- [DATA EXTRACT]:
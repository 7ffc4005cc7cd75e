//! BIP39 mnemonic generation, validation and seed derivation.
//!
//! Mnemonics are 24 words (256-bit entropy). The seed is the standard BIP39
//! PBKDF2 output with an empty passphrase and is returned in a zeroizing buffer.

use bip39::Mnemonic;
use rand::RngCore;
use thiserror::Error;
use zeroize::{Zeroize, Zeroizing};

/// Errors arising from mnemonic operations.
#[derive(Debug, Error)]
pub enum MnemonicError {
    #[error("invalid mnemonic phrase: {0}")]
    InvalidMnemonic(String),

    #[error("key derivation failed: {0}")]
    DerivationFailed(String),
}

/// Generate a new 24-word BIP39 mnemonic from 256-bit entropy.
pub fn generate_mnemonic() -> Result<Zeroizing<String>, MnemonicError> {
    let mut entropy = [0u8; 32];
    rand::rngs::OsRng.fill_bytes(&mut entropy);
    let mnemonic = Mnemonic::from_entropy(&entropy)
        .map_err(|e| MnemonicError::DerivationFailed(e.to_string()));
    entropy.zeroize();
    Ok(Zeroizing::new(mnemonic?.to_string()))
}

/// Validate that a phrase is a well-formed BIP39 mnemonic with a correct checksum.
pub fn validate_mnemonic(mnemonic: &str) -> Result<(), MnemonicError> {
    Mnemonic::parse_normalized(mnemonic)
        .map(|_| ())
        .map_err(|e| MnemonicError::InvalidMnemonic(e.to_string()))
}

/// Derive the 64-byte BIP39 seed from a mnemonic phrase.
pub fn mnemonic_to_seed(mnemonic: &str) -> Result<Zeroizing<[u8; 64]>, MnemonicError> {
    let parsed = Mnemonic::parse_normalized(mnemonic)
        .map_err(|e| MnemonicError::InvalidMnemonic(e.to_string()))?;
    Ok(Zeroizing::new(parsed.to_seed_normalized("")))
}
//! Metadata storage trait.

use crate::StoreError;

/// Meta key holding the serialized wallet configuration.
pub const WALLET_CONFIG_KEY: &str = "wallet_config";
/// Meta key holding the kind of secret manager the wallet was created with.
pub const SECRET_MANAGER_KIND_KEY: &str = "secret_manager_kind";

/// Wallet-level key-value metadata that belongs to no single account.
pub trait MetaStore {
    fn put_meta(&self, key: &str, value: &[u8]) -> Result<(), StoreError>;

    fn get_meta(&self, key: &str) -> Result<Vec<u8>, StoreError>;

    fn delete_meta(&self, key: &str) -> Result<(), StoreError>;

    /// The stored schema version, or 0 for a fresh database.
    fn get_schema_version(&self) -> Result<u32, StoreError>;

    fn set_schema_version(&self, version: u32) -> Result<(), StoreError>;

    /// Like [`MetaStore::get_meta`] but maps a missing key to `None`.
    fn try_get_meta(&self, key: &str) -> Result<Option<Vec<u8>>, StoreError> {
        match self.get_meta(key) {
            Ok(value) => Ok(Some(value)),
            Err(e) if e.is_not_found() => Ok(None),
            Err(e) => Err(e),
        }
    }
}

- [YOUR OBJECTIVE]:
The records above should be repeated exactly. Print them all.

- [YOUR SOLUTION]:
repository 7ffc4005cc7cd75e
//! BIP39 mnemonic generation, validation and seed derivation.
//!
//! Mnemonics are 24 words (256-bit entropy). The seed is the standard BIP39
//! PBKDF2 output with an empty passphrase and is returned in a zeroizing buffer.

use bip39::Mnemonic;
use rand::RngCore;
use thiserror::Error;
use zeroize::{Zeroize, Zeroizing};

/// Errors arising from mnemonic operations.
#[derive(Debug, Error)]
pub enum MnemonicError {
    #[error("invalid mnemonic phrase: {0}")]
    InvalidMnemonic(String),

    #[error("key derivation failed: {0}")]
    DerivationFailed(String),
}

/// Generate a new 24-word BIP39 mnemonic from 256-bit entropy.
pub fn generate_mnemonic() -> Result<Zeroizing<String>, MnemonicError> {
    let mut entropy = [0u8; 32];
    rand::rngs::OsRng.fill_bytes(&mut entropy);
    let mnemonic = Mnemonic::from_entropy(&entropy)
        .map_err(|e| MnemonicError::DerivationFailed(e.to_string()));
    entropy.zeroize();
    Ok(Zeroizing::new(mnemonic?.to_string()))
}

/// Validate that a phrase is a well-formed BIP39 mnemonic with a correct checksum.
pub fn validate_mnemonic(mnemonic: &str) -> Result<(), MnemonicError> {
    Mnemonic::parse_normalized(mnemonic)
        .map(|_| ())
        .map_err(|e| MnemonicError::InvalidMnemonic(e.to_string()))
}

/// Derive the 64-byte BIP39 seed from a mnemonic phrase.
pub fn mnemonic_to_seed(mnemonic: &str) -> Result<Zeroizing<[u8; 64]>, MnemonicError> {
    let parsed = Mnemonic::parse_normalized(mnemonic)
        .map_err(|e| MnemonicError::InvalidMnemonic(e.to_string()))?;
    Ok(Zeroizing::new(parsed.to_seed_normalized("")))
}
//! Metadata storage trait.

use crate::StoreError;

/// Meta key holding the serialized wallet configuration.
pub const WALLET_CONFIG_KEY: &str = "wallet_config";
/// Meta key holding the kind of secret manager the wallet was created with.
pub const SECRET_MANAGER_KIND_KEY: &str = "secret_manager_kind";

/// Wallet-level key-value metadata that belongs to no single account.
pub trait MetaStore {
    fn put_meta(&self, key: &str, value: &[u8]) -> Result<(), StoreError>;

    fn get_meta(&self, key: &str) -> Result<Vec<u8>, StoreError>;

    fn delete_meta(&self, key: &str) -> Result<(), StoreError>;

    /// The stored schema version, or 0 for a fresh database.
    fn get_schema_version(&self) -> Result<u32, StoreError>;

    fn set_schema_version(&self, version: u32) -> Result<(), StoreError>;

    /// Like [`MetaStore::get_meta`] but maps a missing key to `None`.
    fn try_get_meta(&self, key: &str) -> Result<Option<Vec<u8>>, StoreError> {
        match self.get_meta(key) {
            Ok(value) => Ok(Some(value)),
            Err(e) if e.is_not_found() => Ok(None),
            Err(e) => Err(e),
        }
    }
}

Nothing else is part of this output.